During E!'s run as a broadcast service in Canada, the E! Ontario version of the service until the December 2008 discontinuation of the E! broadcast television system was available in HD over Hamilton, Ontario-based CHCH-TV (channel 11) on its channel 18 ATSC digital signal, though the majority of E!'s programming outside American primetime series before the shutdown of the television system was not available in the format.

== E! Online ==
E! Online is the online arm of E!, featuring live updates on entertainment news stories; the website includes an online-only entertainment news bulletin titled E! News Now, which is updated each weekday. The website also provides live streaming video of major red carpet events including movie premieres and award shows such as the Academy Awards and the Emmys, along with some blogs involving shows such as The Soup. Columnists featured on the website include Kristin dos Santos (the "Watch with Kristin" television blog), Ted Casablanca ("The Awful Truth" gossip blog), and Marc Malkin (writer of an eponymous gossip blog and host of a daily video blog on the site). The website was ranked among the best of 1998 by Entertainment Weekly.

As part of the rebrand of the cable channel on July 9, 2012, EOnline.com was redesigned for HTML5, including tablet and mobile devices.

== International versions ==
=== Australia and New Zealand ===

The Australia and New Zealand version of E1 was available for the first time in 2002. In 2023, E!'s content was folded into the new 7Bravo channel.

=== Canada ===

The Canadian channel Star! was rebranded as E! in 2010.

=== Europe ===

The European E! channel was launched in 2002.

=== Asia ===

E!'s Asian network aired across Southeast Asia and the Philippines from May 3, 1995, until December 31, 2019.

==== Philippines ====
Some of E! programs started to air on Cinema Television during its inception by RMN (thru UHF Channel 31; now acquired by BEAM). But in 2000, both RMN and E! announced its partnership to relaunch CTV into E! Philippines. It was originally broadcast 24 hours a day, but eventually reduced in 2001 to a primetime 6-midnight block, before ending in 2003. Some of E!'s programs were brought to the Philippines and remade in a local version, one of which was Wild On! Philippines.

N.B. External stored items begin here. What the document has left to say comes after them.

//! Query accounting and progress reporting.
//!
//! Every backend call goes through [`QueryRunner::ask`], which owns the single
//! [`QueryCounter`] for a run, rejects blank answers, and notifies the
//! [`ProgressReporter`].

use std::path::Path;

use tracing::debug;

use docdigest_llm::ChatBackend;
use docdigest_shared::{DigestError, Result};

use crate::prompts::prompt_preview;

// ---------------------------------------------------------------------------
// QueryCounter
// ---------------------------------------------------------------------------

/// Completed vs. expected backend queries.
///
/// `expected` starts as the map stage's estimate and only ever grows, when the
/// reducer discovers it needs extra merge passes.
#[derive(Debug, Clone, Copy, Default, PartialEq, Eq)]
pub struct QueryCounter {
    completed: usize,
    expected: usize,
}

impl QueryCounter {
    /// Start with an initial estimate.
    pub fn new(expected: usize) -> Self {
        Self {
            completed: 0,
            expected,
        }
    }

    /// Queries answered so far.
    pub fn completed(&self) -> usize {
        self.completed
    }

    /// Current estimate of the total.
    pub fn expected(&self) -> usize {
        self.expected
    }

    /// Revise the estimate upward by `extra` queries.
    pub fn expect_more(&mut self, extra: usize) {
        self.expected += extra;
    }

    /// Count one answered query.
    pub fn record(&mut self) {
        self.completed += 1;
        self.expected = self.expected.max(self.completed);
    }
}

// ---------------------------------------------------------------------------
// Progress trait
// ---------------------------------------------------------------------------

/// Progress callback for digest runs.
pub trait ProgressReporter: Send + Sync {
    /// Called when entering a new phase.
    fn phase(&self, name: &str);
    /// Called before a matched file is extracted.
    fn file_ingesting(&self, path: &Path, current: usize);
    /// Called once per document after splitting.
    fn document_split(&self, name: &str, chunks: usize);
    /// Called right before a prompt is sent; `counter` excludes this query.
    fn query_started(&self, counter: &QueryCounter, detail: &str, prompt: &str);
    /// Called after a non-empty answer arrives.
    fn query_answered(&self, counter: &QueryCounter, answer: &str);
}

/// No-op progress reporter for headless/test usage.
pub struct SilentProgress;

impl ProgressReporter for SilentProgress {
    fn phase(&self, _name: &str) {}
    fn file_ingesting(&self, _path: &Path, _current: usize) {}
    fn document_split(&self, _name: &str, _chunks: usize) {}
    fn query_started(&self, _counter: &QueryCounter, _detail: &str, _prompt: &str) {}
    fn query_answered(&self, _counter: &QueryCounter, _answer: &str) {}
}

// ---------------------------------------------------------------------------
// QueryRunner
// ---------------------------------------------------------------------------

/// Sequential gateway to the backend for one run.
pub struct QueryRunner<'a> {
    backend: &'a dyn ChatBackend,
    progress: &'a dyn ProgressReporter,
    counter: QueryCounter,
}

impl<'a> QueryRunner<'a> {
    /// Create a runner with an initial query estimate.
    pub fn new(
        backend: &'a dyn ChatBackend,
        progress: &'a dyn ProgressReporter,
        expected: usize,
    ) -> Self {
        Self {
            backend,
            progress,
            counter: QueryCounter::new(expected),
        }
    }

    /// Snapshot of the counter.
    pub fn counter(&self) -> QueryCounter {
        self.counter
    }

    /// Revise the expected query count upward.
    pub fn expect_more(&mut self, extra: usize) {
        self.counter.expect_more(extra);
    }

    /// Send one prompt and wait for its answer.
    ///
    /// A blank answer is an [`DigestError::EmptyResponse`]; there is no retry.
    pub async fn ask(&mut self, prompt: &str, detail: &str) -> Result<String> {
        self.progress.query_started(&self.counter, detail, prompt);
        debug!(
            detail,
            prompt_chars = prompt.len(),
            preview = %prompt_preview(prompt),
            "sending prompt"
        );

        let answer = self.backend.invoke(prompt).await?;
        if answer.trim().is_empty() {
            return Err(DigestError::empty_response(prompt));
        }

        self.counter.record();
        debug!(
            completed = self.counter.completed(),
            expected = self.counter.expected(),
            answer_chars = answer.len(),
            "answer received"
        );
        self.progress.query_answered(&self.counter, &answer);
        Ok(answer)
    }
}
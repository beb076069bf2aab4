//! Plain-text extraction for arbitrary files.
//!
//! The crawler only sees [`TextExtractor`]. The production implementation,
//! [`TikaExtractor`], uploads each file to an Apache Tika server, asks for
//! XHTML, and flattens the markup to text with one line per text node.

mod xhtml;

use std::path::Path;
use std::time::Duration;

use async_trait::async_trait;
use reqwest::Client;
use reqwest::header::ACCEPT;
use tracing::{debug, instrument};

use docdigest_shared::{DigestError, Result, TikaConfig};

pub use xhtml::xhtml_to_text;

/// User-Agent string for extraction requests.
const USER_AGENT: &str = concat!("docdigest/", env!("CARGO_PKG_VERSION"));

/// Turns a file into plain text.
///
/// Implementations may return an empty string when the file has no textual
/// content; callers decide what to do with that.
#[async_trait]
pub trait TextExtractor: Send + Sync {
    /// Extract the text of the file at `path`.
    async fn extract(&self, path: &Path) -> Result<String>;
}

// ---------------------------------------------------------------------------
// Tika
// ---------------------------------------------------------------------------

/// Extractor backed by a running Tika server.
#[derive(Debug, Clone)]
pub struct TikaExtractor {
    client: Client,
    endpoint: String,
}

impl TikaExtractor {
    /// Build an extractor for the configured endpoint.
    pub fn new(config: &TikaConfig) -> Result<Self> {
        let client = Client::builder()
            .user_agent(USER_AGENT)
            .timeout(Duration::from_secs(config.timeout_secs))
            .build()
            .map_err(|e| DigestError::Network(format!("failed to build HTTP client: {e}")))?;

        Ok(Self {
            client,
            endpoint: config.endpoint.trim_end_matches('/').to_string(),
        })
    }

    /// Base URL this extractor talks to.
    pub fn endpoint(&self) -> &str {
        &self.endpoint
    }
}

#[async_trait]
impl TextExtractor for TikaExtractor {
    #[instrument(skip_all, fields(path = %path.display()))]
    async fn extract(&self, path: &Path) -> Result<String> {
        let bytes = tokio::fs::read(path)
            .await
            .map_err(|e| DigestError::io(path, e))?;

        let url = format!("{}/tika", self.endpoint);
        let response = self
            .client
            .put(&url)
            .header(ACCEPT, "text/html")
            .body(bytes)
            .send()
            .await
            .map_err(|e| DigestError::extraction(path, format!("{url}: {e}")))?;

        let status = response.status();
        if !status.is_success() {
            return Err(DigestError::extraction(path, format!("{url}: HTTP {status}")));
        }

        let body = response
            .text()
            .await
            .map_err(|e| DigestError::extraction(path, format!("failed to read body: {e}")))?;

        let text = xhtml_to_text(&body);
        debug!(chars = text.chars().count(), "extracted text");
        Ok(text)
    }
}
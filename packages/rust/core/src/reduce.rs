//! Reduce stage: merge map answers until one remains.
//!
//! Each level either fits every answer under the budget and asks for the
//! final consolidation, or packs answers into [`ReductionBatch`]es and
//! consolidates each batch into one intermediate answer. No batch handed to
//! the backend exceeds the budget unless it holds a single answer. Levels run
//! in a loop with a hard cap.

use tracing::{info, instrument};

use docdigest_shared::{DigestError, Result};

use crate::packing::pack_greedy;
use crate::progress::QueryRunner;
use crate::prompts::{final_prompt, intermediate_prompt};

/// Upper bound on reduction levels before giving up.
pub const MAX_REDUCTION_LEVELS: usize = 32;

/// Whitespace-delimited word count, used as the token budget measure.
pub fn approx_token_count(text: &str) -> usize {
    text.split_whitespace().count()
}

/// Answers consolidated together in one intermediate prompt.
#[derive(Debug, Clone, PartialEq, Eq)]
pub struct ReductionBatch<'a> {
    /// Member answers, in order.
    pub answers: Vec<&'a str>,
    /// Sum of the members' approximate token counts.
    pub tokens: usize,
}

impl<'a> ReductionBatch<'a> {
    fn new(answers: Vec<&'a str>) -> Self {
        let tokens = answers.iter().map(|a| approx_token_count(a)).sum();
        Self { answers, tokens }
    }

    /// Member answers joined with newlines.
    pub fn joined(&self) -> String {
        self.answers.join("\n")
    }
}

/// Pack answers in order into batches whose token count stays within `budget`.
///
/// An answer over budget on its own forms a singleton batch.
pub fn greedy_pack(answers: &[String], budget: usize) -> Vec<ReductionBatch<'_>> {
    pack_greedy(answers.iter().map(String::as_str), budget, |a| approx_token_count(a))
        .into_iter()
        .map(ReductionBatch::new)
        .collect()
}

/// Reduce `answers` to a single answer within `budget` approximate tokens.
///
/// A single answer is returned as-is without any backend call.
#[instrument(skip_all, fields(answers = answers.len(), budget))]
pub async fn reduce_stage(
    mut answers: Vec<String>,
    question: &str,
    budget: usize,
    runner: &mut QueryRunner<'_>,
) -> Result<String> {
    if answers.is_empty() {
        return Err(DigestError::validation("nothing to reduce: no answers"));
    }

    let mut level = 0;
    loop {
        if answers.len() == 1 {
            return Ok(answers.swap_remove(0));
        }
        if level == MAX_REDUCTION_LEVELS {
            return Err(DigestError::ReductionDidNotConverge {
                levels: level,
                remaining: answers.len(),
            });
        }
        level += 1;

        let combined = answers.join("\n");
        let tokens = approx_token_count(&combined);
        if tokens <= budget {
            info!(level, answers = answers.len(), tokens, "final consolidation");
            return runner
                .ask(&final_prompt(&combined, question), "final consolidation")
                .await;
        }

        let batches = greedy_pack(&answers, budget);
        info!(
            level,
            answers = answers.len(),
            batches = batches.len(),
            tokens,
            "answers exceed budget, consolidating in batches"
        );
        runner.expect_more(batches.len());

        let mut merged = Vec::with_capacity(batches.len());
        for (i, batch) in batches.iter().enumerate() {
            let detail = format!(
                "level {level} batch {}/{} ({} answers, ~{} tokens)",
                i + 1,
                batches.len(),
                batch.answers.len(),
                batch.tokens
            );
            let prompt = intermediate_prompt(&batch.joined(), question);
            merged.push(runner.ask(&prompt, &detail).await?);
        }
        answers = merged;
    }
}

#[cfg(test)]
mod tests {
    use super::*;
    use crate::progress::SilentProgress;
    use crate::testing::ScriptedBackend;

    fn words(n: usize, tag: &str) -> String {
        vec![tag; n].join(" ")
    }

    #[test]
    fn token_count_is_word_count() {
        assert_eq!(approx_token_count(""), 0);
        assert_eq!(approx_token_count("  one\ttwo\n\nthree  "), 3);
    }

    #[test]
    fn pack_respects_budget_and_order() {
        let answers = vec![words(4, "a"), words(4, "b"), words(3, "c"), words(20, "d")];
        let batches = greedy_pack(&answers, 10);

        assert_eq!(batches.len(), 3);
        assert_eq!(batches[0].tokens, 8);
        assert_eq!(batches[1].tokens, 3);
        assert_eq!(batches[2].answers, vec![answers[3].as_str()]);
        for batch in &batches {
            assert!(!batch.answers.is_empty());
            assert!(batch.tokens <= 10 || batch.answers.len() == 1);
        }
    }

    #[tokio::test]
    async fn single_answer_needs_no_backend() {
        let backend = ScriptedBackend::echo();
        let mut runner = QueryRunner::new(&backend, &SilentProgress, 1);

        let answer = reduce_stage(vec!["only [a.pdf]".into()], "q", 10, &mut runner)
            .await
            .unwrap();
        assert_eq!(answer, "only [a.pdf]");
        assert_eq!(backend.calls(), 0);
    }

    #[tokio::test]
    async fn small_answers_go_straight_to_final_prompt() {
        let backend = ScriptedBackend::fixed("merged [a.pdf] [b.pdf]");
        let mut runner = QueryRunner::new(&backend, &SilentProgress, 3);

        let answer = reduce_stage(
            vec!["x [a.pdf]".into(), "y [b.pdf]".into()],
            "q",
            100,
            &mut runner,
        )
        .await
        .unwrap();

        assert_eq!(answer, "merged [a.pdf] [b.pdf]");
        let prompts = backend.prompts();
        assert_eq!(prompts.len(), 1);
        assert!(prompts[0].contains("<combined_content>\nx [a.pdf]\ny [b.pdf]\n</combined_content>"));
    }

    #[tokio::test]
    async fn over_budget_answers_reduce_in_levels() {
        let backend = ScriptedBackend::fixed("short [cited.pdf]");
        let mut runner = QueryRunner::new(&backend, &SilentProgress, 5);
        let answers: Vec<String> = (0..4).map(|i| words(6, &format!("w{i}"))).collect();

        let answer = reduce_stage(answers, "q", 12, &mut runner).await.unwrap();

        assert_eq!(answer, "short [cited.pdf]");
        let prompts = backend.prompts();
        // Two intermediate batches of two answers, then one final prompt.
        assert_eq!(prompts.len(), 3);
        assert!(prompts[0].contains("<partial_content>"));
        assert!(prompts[1].contains("<partial_content>"));
        assert!(prompts[2].contains("<combined_content>"));
        assert_eq!(runner.counter().completed(), 3);
        assert!(runner.counter().expected() >= 3);
    }

    /// Text inside the last `open` ... `close` pair of `prompt`.
    fn payload<'a>(prompt: &'a str, open: &str, close: &str) -> &'a str {
        let start = prompt.rfind(open).unwrap() + open.len();
        let end = prompt.rfind(close).unwrap();
        prompt[start..end].trim()
    }

    #[tokio::test]
    async fn batches_sent_to_backend_stay_within_budget() {
        let backend = ScriptedBackend::fixed("short [x.pdf]");
        let mut runner = QueryRunner::new(&backend, &SilentProgress, 4);
        let answers: Vec<String> = (0..3).map(|i| words(6, &format!("w{i}"))).collect();

        let answer = reduce_stage(answers.clone(), "q", 10, &mut runner)
            .await
            .unwrap();
        assert_eq!(answer, "short [x.pdf]");

        let prompts = backend.prompts();
        // Three singleton intermediates, then one final prompt.
        assert_eq!(prompts.len(), 4);
        for prompt in &prompts[..3] {
            let body = payload(prompt, "<partial_content>", "</partial_content>");
            assert!(
                approx_token_count(body) <= 10 || answers.iter().any(|a| a == body),
                "over-budget batch sent: {body:?}"
            );
        }
        let body = payload(&prompts[3], "<combined_content>", "</combined_content>");
        assert!(approx_token_count(body) <= 10);
    }

    #[tokio::test]
    async fn oversized_singletons_reduce_one_by_one() {
        let backend = ScriptedBackend::fixed("short [big.pdf]");
        let mut runner = QueryRunner::new(&backend, &SilentProgress, 0);
        let answers: Vec<String> = (0..5).map(|_| words(50, "big")).collect();

        let answer = reduce_stage(answers, "q", 10, &mut runner).await.unwrap();

        assert_eq!(answer, "short [big.pdf]");
        let prompts = backend.prompts();
        assert_eq!(prompts.len(), 5 + 1);
        for prompt in &prompts[..5] {
            let body = payload(prompt, "<partial_content>", "</partial_content>");
            assert_eq!(body, words(50, "big"));
        }
    }

    #[tokio::test]
    async fn answers_that_never_shrink_hit_the_level_cap() {
        let backend = ScriptedBackend::fixed(&words(50, "big"));
        let mut runner = QueryRunner::new(&backend, &SilentProgress, 0);
        let answers: Vec<String> = (0..2).map(|_| words(50, "big")).collect();

        let err = reduce_stage(answers, "q", 10, &mut runner)
            .await
            .unwrap_err();

        assert!(matches!(
            err,
            DigestError::ReductionDidNotConverge {
                levels: MAX_REDUCTION_LEVELS,
                remaining: 2
            }
        ));
        assert_eq!(backend.calls(), 2 * MAX_REDUCTION_LEVELS);
    }

    #[tokio::test]
    async fn empty_input_is_rejected() {
        let backend = ScriptedBackend::echo();
        let mut runner = QueryRunner::new(&backend, &SilentProgress, 0);
        let err = reduce_stage(Vec::new(), "q", 10, &mut runner)
            .await
            .unwrap_err();
        assert!(matches!(err, DigestError::Validation { .. }));
    }

    #[tokio::test]
    async fn empty_backend_answer_is_fatal() {
        let backend = ScriptedBackend::replies([""]);
        let mut runner = QueryRunner::new(&backend, &SilentProgress, 1);
        let err = reduce_stage(vec!["a".into(), "b".into()], "q", 100, &mut runner)
            .await
            .unwrap_err();
        assert!(matches!(err, DigestError::EmptyResponse { .. }));
    }
}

Three years after the relaunch as a standalone cable channel, E! produced its first original reality series in Asia, It Takes Gutz to Be A Gutierrez starring the Gutierrez family.

==== Israel ====
E! is broadcast in Israel by cable provider HOT and by satellite provider yes.

==== Latin America ====
E! it is distributed in Latin America, since January 1, 1997, being operated by NBCUniversal International Networks and distributed by Ole Distribution (a joint venture between Warner Bros. Discovery and Ole Communications). Its operations center is located in Caracas, Bogotá and Mexico City.